> **Your goal**: Read the entries below and pull out each line with the string "CompilerHostAdapter".

:::::

#[cfg(test)]
mod tests {
    use std::sync::atomic::{AtomicUsize, Ordering};

    use super::*;
    use crate::host::{CompilerProgramHost, MemoryHost};
    use crate::plugin::{FnPlugin, PluginManager};
    use crate::program::SourceProgram;
    use crate::type_info::{FileOptions, TypeInfoOptions, importer_dir};
    use crate::types::DependencyDescriptor;

    fn counting_manager(builds: Arc<AtomicUsize>) -> Arc<PluginManager> {
        Arc::new(PluginManager::new().with_plugin(FnPlugin::new(
            "answer",
            |id, _| id == "virtual:answer",
            move |_, _, _| {
                let n = builds.fetch_add(1, Ordering::SeqCst) + 1;
                Ok(format!("export const answer: number = {n};"))
            },
        )))
    }

    /// Host reporting its own invalidation state.
    struct IncrementalHost(Arc<MemoryHost>);

    impl CompilerHost for IncrementalHost {
        fn file_exists(&self, path: &Path) -> bool {
            CompilerHost::file_exists(self.0.as_ref(), path)
        }

        fn read_file(&self, path: &Path) -> Option<String> {
            CompilerHost::read_file(self.0.as_ref(), path)
        }

        fn get_source_file(&self, path: &Path) -> Option<SourceFile> {
            self.0.get_source_file(path)
        }

        fn has_invalidated_resolutions(&self, _path: &Path) -> Option<bool> {
            Some(false)
        }
    }

    fn host() -> Arc<MemoryHost> {
        Arc::new(
            MemoryHost::new()
                .with_file(
                    "/app/src/main.ts",
                    "import { answer } from 'virtual:answer';\nimport { x } from './x';\nexport const y: number = answer + x;\n",
                )
                .with_file("/app/src/x.ts", "export const x: number = 1;\n")
                .with_file("/app/data.json", "{}"),
        )
    }

    #[test]
    fn test_program_sees_virtual_module() {
        let builds = Arc::new(AtomicUsize::new(0));
        let adapter = CompilerHostAdapter::builder(host(), counting_manager(builds.clone()), "/app").attach();

        let program = SourceProgram::build(
            &CompilerProgramHost(&adapter),
            &[PathBuf::from("/app/src/main.ts")],
        );
        assert!(program.diagnostics().is_empty(), "{:?}", program.diagnostics());
        assert_eq!(builds.load(Ordering::SeqCst), 1);

        let store = adapter.store().expect("attached");
        let record = store.records().pop().expect("record");
        assert_eq!(record.importer, "/app/src/main.ts");
        assert!(adapter.file_exists(&record.virtual_file_name));
        let file = adapter.get_source_file(&record.virtual_file_name).expect("virtual");
        assert_eq!(file.version, "1");
        assert!(file.text.contains("= 1;"));
    }

    #[test]
    fn test_stale_record_rebuilds_on_read_and_invalidates_importer() {
        let host = host();
        let base = SourceProgram::build(
            &CompilerProgramHost(host.as_ref()),
            &[PathBuf::from("/app/src/x.ts")],
        );
        let builds = Arc::new(AtomicUsize::new(0));
        let counter = builds.clone();
        let manager = PluginManager::new().with_plugin(FnPlugin::new(
            "exports",
            |id, _| id == "virtual:exports",
            move |_, importer, api| {
                let n = counter.fetch_add(1, Ordering::SeqCst) + 1;
                let snapshot = api.file("./x.ts", &FileOptions::new(importer_dir(importer)))?;
                Ok(format!("export const build = {n}; export const names = {};", snapshot.exports.len()))
            },
        ));
        let host = Arc::new(IncrementalHost(host));
        let adapter = CompilerHostAdapter::builder(host, Arc::new(manager), "/app")
            .with_session_factory(SessionFactory::for_program(Arc::new(base), TypeInfoOptions::default()))
            .with_debounce(Duration::ZERO)
            .attach();

        let importer = Path::new("/app/src/main.ts");
        let literals = [ModuleNameLiteral::new("virtual:exports", 20, 37)];
        let resolved = adapter
            .resolve_module_name_literals(&literals, importer)
            .expect("attached adapter resolves");
        let virtual_file = resolved[0].resolved_module.clone().expect("virtual").resolved_file_name;
        assert_eq!(adapter.has_invalidated_resolutions(importer), Some(false));

        let store = adapter.store().expect("attached");
        store.mark_changed(&DependencyDescriptor::file("/app/src/x.ts"));
        assert_eq!(adapter.has_invalidated_resolutions(importer), Some(true));
        assert_eq!(builds.load(Ordering::SeqCst), 1);

        let file = adapter.get_source_file(&virtual_file).expect("virtual");
        assert_eq!(file.version, "2");
        assert!(file.text.starts_with("export const build = 2;"));
        assert_eq!(adapter.has_invalidated_resolutions(importer), Some(false));

        adapter.dispose();
        assert_eq!(adapter.has_invalidated_resolutions(importer), Some(false));
    }

    #[test]
    fn test_absent_invalidation_member_stays_absent() {
        let builds = Arc::new(AtomicUsize::new(0));
        let adapter = CompilerHostAdapter::builder(host(), counting_manager(builds), "/app")
            .with_debounce(Duration::ZERO)
            .attach();
        let importer = Path::new("/app/src/main.ts");
        adapter.resolve_module_name_literals(&[ModuleNameLiteral::new("virtual:answer", 0, 16)], importer);
        adapter
            .store()
            .expect("attached")
            .mark_changed(&DependencyDescriptor::file("/app/src/x.ts"));
        assert_eq!(adapter.has_invalidated_resolutions(importer), None);
    }

    #[test]
    fn test_non_virtual_falls_back_to_builtin_resolution() {
        let builds = Arc::new(AtomicUsize::new(0));
        let adapter = CompilerHostAdapter::builder(host(), counting_manager(builds), "/app").attach();
        let names = vec!["./x".to_string(), "./missing".to_string()];
        let resolved = adapter
            .resolve_module_names(&names, Path::new("/app/src/main.ts"))
            .expect("attached");
        assert_eq!(
            resolved[0].as_ref().map(|m| m.resolved_file_name.clone()),
            Some(PathBuf::from("/app/src/x.ts"))
        );
        assert!(resolved[1].is_none());
    }

    #[test]
    fn test_dispose_passes_through() {
        let builds = Arc::new(AtomicUsize::new(0));
        let adapter = CompilerHostAdapter::builder(host(), counting_manager(builds), "/app").attach();
        let literals = [ModuleNameLiteral::new("virtual:answer", 0, 16)];
        let resolved = adapter
            .resolve_module_name_literals(&literals, Path::new("/app/src/main.ts"))
            .expect("attached");
        let virtual_file = resolved[0].resolved_module.clone().expect("virtual").resolved_file_name;

        adapter.dispose();
        adapter.dispose();
        assert!(!adapter.is_attached());
        assert!(adapter.get_source_file(&virtual_file).is_none());
        assert!(!adapter.file_exists(&virtual_file));
        // MemoryHost has no resolver of its own.
        assert!(adapter.resolve_module_name_literals(&literals, Path::new("/app/src/main.ts")).is_none());
        assert_eq!(adapter.has_invalidated_resolutions(Path::new("/app/src/main.ts")), None);
        assert!(adapter.get_source_file(Path::new("/app/src/x.ts")).is_some());
    }

    #[test]
    fn test_missing_importer_is_evicted() {
        let builds = Arc::new(AtomicUsize::new(0));
        let host = host();
        let adapter =
            CompilerHostAdapter::builder(host.clone(), counting_manager(builds.clone()), "/app").attach();
        let literals = [ModuleNameLiteral::new("virtual:answer", 0, 16)];
        adapter.resolve_module_name_literals(&literals, Path::new("/app/src/main.ts"));
        assert_eq!(adapter.store().expect("attached").records().len(), 1);

        host.remove(Path::new("/app/src/main.ts"));
        adapter.resolve_module_name_literals(&literals, Path::new("/app/src/x.ts"));
        let records = adapter.store().expect("attached").records();
        assert_eq!(records.len(), 1);
        assert_eq!(records[0].importer, "/app/src/x.ts");
        assert_eq!(builds.load(Ordering::SeqCst), 2);
    }
}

:::::

> **Solved problem**:
        let adapter = CompilerHostAdapter::builder(host(), counting_manager(builds.clone()), "/app").attach();
        let adapter = CompilerHostAdapter::builder(host, Arc::new(manager), "/app")
        let adapter = CompilerHostAdapter::builder(host(), counting_manager(builds), "/app")
        let adapter = CompilerHostAdapter::builder(host(), counting_manager(builds), "/app").attach();
        let adapter = CompilerHostAdapter::builder(host(), counting_manager(builds), "/app").attach();
            CompilerHostAdapter::builder(host.clone(), counting_manager(builds.clone()), "/app").attach();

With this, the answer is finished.